Re: Filter option should follow a tracer option

From: Kim Phillips
Date: Tue Sep 19 2017 - 19:16:24 EST


On Wed, 23 Aug 2017 10:22:51 -0300
Arnaldo Carvalho de Melo <acme@xxxxxxxxxx> wrote:

Hi Arnaldo,

[adding tools/perf/util/evsel.c maintainers to cc]

> Em Wed, Aug 23, 2017 at 02:11:16PM +0200, Jack Henschel escreveu:
> > > Adrian Hunter <adrian.hunter@xxxxxxxxx> hat am 23. August 2017 um 12:33 geschrieben:
> > > On 23/08/17 11:51, Jack Henschel wrote:
> > > >> Adrian Hunter <adrian.hunter@xxxxxxxxx> hat am 23. August 2017 um 08:06 geschrieben:
> > > >> On 22/08/17 22:00, Arnaldo Carvalho de Melo wrote:
> > > >>> Em Fri, Aug 18, 2017 at 11:43:51AM +0200, Jack Henschel escreveu:
> > > >> Have you checked the value of /sys/bus/event_source/devices/intel_pt/nr_addr_filters ?
> > > > I don't have that file:
> > >
> > > Which definitely means address filtering is not supported. That is
> > > mentioned in the man page for 'perf record'.
>
> > Ok, thanks for the clarification. It is mentioned in the perf record
> > man-page, but the perf error message could be a little bit more
> > specific for this issue. (e.g.
> > /sys/bus/event_source/devices/intel_pt/nr_addr_filters not present ->
> > "CPU does not support address filtering").
>
> Right, I'll get that into some __strerror() function. Will CC you when
> that is done.
>
> E.g. __strerror() function: perf_evsel__open_strerror(), that helps the
> user wrt errors returned by the perf_evsel__open() function:
>
> https://git.kernel.org/pub/scm/linux/kernel/git/acme/linux.git/tree/tools/perf/util/evsel.c?h=perf/core#n2669

I don't know if you've noticed, but I too am not very happy with the
way perf and/or various PMU drivers cannot report exact error
information back to the user.

I tried to inquire about alternatives to pr_err/dmesg, and gave David
Howell's supplemental error facility "errorf" a shot [1], which worked
nicely I thought until I chased David Howells down at Plumbers, where
he said Linus Torvalds had nacked it (on a mailing list whose archives
aren't publically accessible, linux-summit I think).

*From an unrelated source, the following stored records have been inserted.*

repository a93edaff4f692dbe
use anyhow::Result;
use serde::Serialize;

pub fn print_json<T: Serialize>(value: &T) -> Result<()> {
    let output = serde_json::to_string_pretty(value)?;
    println!("{output}");
    Ok(())
}
use std::time::Duration;

use reqwest::Client;

use crate::error::Result;

const DISABLE_SYSTEM_PROXY_ENV: &str = "TOPICFLOW_DISABLE_SYSTEM_PROXY";

pub(crate) fn build_http_client(timeout: Duration) -> Result<Client> {
    let builder = Client::builder().timeout(timeout);
    let builder = if should_disable_system_proxy() {
        builder.no_proxy()
    } else {
        builder
    };
    Ok(builder.build()?)
}

fn should_disable_system_proxy() -> bool {
    if std::env::var_os(DISABLE_SYSTEM_PROXY_ENV).is_some() {
        return true;
    }

    cfg!(test)
}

So, for any PMU drivers that can return a single error code for multiple
reasons, see e.g. [2], we're effectively back to square one, i.e., the
suboptimal pr_err/dmesg.

In this email thread's Intel-PT case, the fix is to add additional
error message text to perf userspace's perf_evsel__open_strerror() for
the additional possible condition(s) that can make the driver fail its
event_init(), and tell the user what the problem is, based on the
specific error code returned by the PMU driver.

In Arm arch, however, there is a greater variety of on- and off-core
(also called SoC) PMUs that do not have an as-consistent look and
feel as in x86, power, or s390 arches. I'm also seeing a trend in x86
uncore drivers to have more error conditions than the on-core ones [3].

Back on Arm, though, the naive perf user usually gets confusing
messages, e.g., perf saying:

"PMU Hardware doesn't support sampling/overflow-interrupts."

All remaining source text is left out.